In EBS, this can turn out to be quite a trick. You’d need to run a request for an entire AP invoice aging, and a concurrent request to run the same report by location. Please note these request would have to be run for ALL vendors and ALL locations. Then to really be able to use the information on the report, you’d have to download the report into Excel as a CSV file, convert data to numbers and then, finally, be able to sort the data how you want. Wow. Still with me?
Again, EBS is the number one ERP system in the world for a reason. It can map to almost any other legacy system, and has modules ranging from AP to AR to Cash to Fixed Assets to Payroll to Projects, covering the whole spectrum of financial and accounting needs. But let’s face it, by the time I’ve run all the reports to extract my much desired AP info, I’d have time to grow a beard longer than Obi-Wan’s. There has to be a simpler way, right?
Enter Oracle Business Intelligence (OBI). OBI is a comprehensive platform that enables organizations to deliver powerful information and analytics based on data from multiple heterogeneous sources such as operational business applications, data warehouses and even Excel spreadsheets. Oracle Business Intelligence delivers a wide and robust set of reporting, ad hoc query and analysis, OLAP, dashboard and scorecard functionality through a rich user interface.
So, using our previous example, first I’d a report that lists all my AP Invoices by aging bucket.
Next, I want to drill into the Aging Detail one of these vendors for more information.
Wow, this is a lot of information. I’d want to know why it is taking so long to pay this vendor and have there been an issue with their products and performance? I’d like to perhaps sort this report by just one organization to see where the delay is. These are simple options in OBI, as you can see below:
Finally I’d like to email a PDF of the report to the AP Manager. First let’s convert to a PDF. These options are located at the bottom of every OBI report.

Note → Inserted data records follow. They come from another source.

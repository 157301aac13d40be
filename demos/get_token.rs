//! Example: fetch an access_token through the in-memory store
//!
//! The second call is served from the cache without contacting WeChat.
//!
//! Environment variables:
//! - WX_APP_ID, WX_APP_SECRET
//! - WX_DOMAIN (optional, e.g. api2.weixin.qq.com)
//!
//! Run:
//! ```bash
//! cargo run --example get_token
//! ```

use std::sync::Arc;

use anyhow::Context;
use dotenvy::dotenv;
use wxapi_rs::{MemoryTokenStore, TokenManager, TokenStore, WxClient, WxConfig, errcode};

#[tokio::main]
async fn main() -> anyhow::Result<()> {
    let _ = dotenv();
    tracing_subscriber::fmt().with_target(false).init();

    let cfg = WxConfig::from_env().context("load config")?;
    let mut client = WxClient::default();
    if let Some(domain) = &cfg.domain {
        client = client.with_domain(domain);
    }

    let tm = TokenManager::new(
        cfg.credentials.clone(),
        Arc::new(MemoryTokenStore::new().with_lock_lease(cfg.lock_ttl)),
        Arc::new(client),
    );

    match tm.get_access_token().await {
        Ok(token) => {
            println!("[OK] access_token fetched (len {})", token.len());
            let again = tm.get_access_token().await?;
            println!("[OK] second call hit the cache: {}", again == token);
            let stored = tm.store().get_token().await?;
            println!("local expiry (epoch secs): {}", stored.expires_at);
        }
        Err(e) => {
            eprintln!("[ERR] access_token fetch failed: {e}");
            if let wxapi_rs::TokenError::Fetch(api) = &e {
                if let Some(code) = api.wx_code() {
                    eprintln!("{}", errcode::explain(code, ""));
                }
            }
            return Err(e.into());
        }
    }

    Ok(())
}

After creating a PDF of the file, I’d then email the report to the AP Manager, and want to know what is the story with this particular vendor? This is business intelligence at its finest. Proper business intelligence should be actionable, easy to understand and capable of being performed in mere seconds. This is the power of OBI.
Using Oracle EBS is essential to any well run company, but reporting from it and gaining meaningful insight into the data can be a challenge. Conversely, Oracle Business Intelligence can deliver results across a broad variety of dates, locations and other dimensions in mere seconds. Together, we’ve compared reporting from Oracle EBS (Vader?) to Oracle Business Intelligence (OBI), and OBI won.
For more information about how you can use Oracle Business Intelligence to simply your reporting and analysis, contact BizTech, an Oracle Platinum Partner, at 610-592-0600 or email me at timsimkiss@biztech.com.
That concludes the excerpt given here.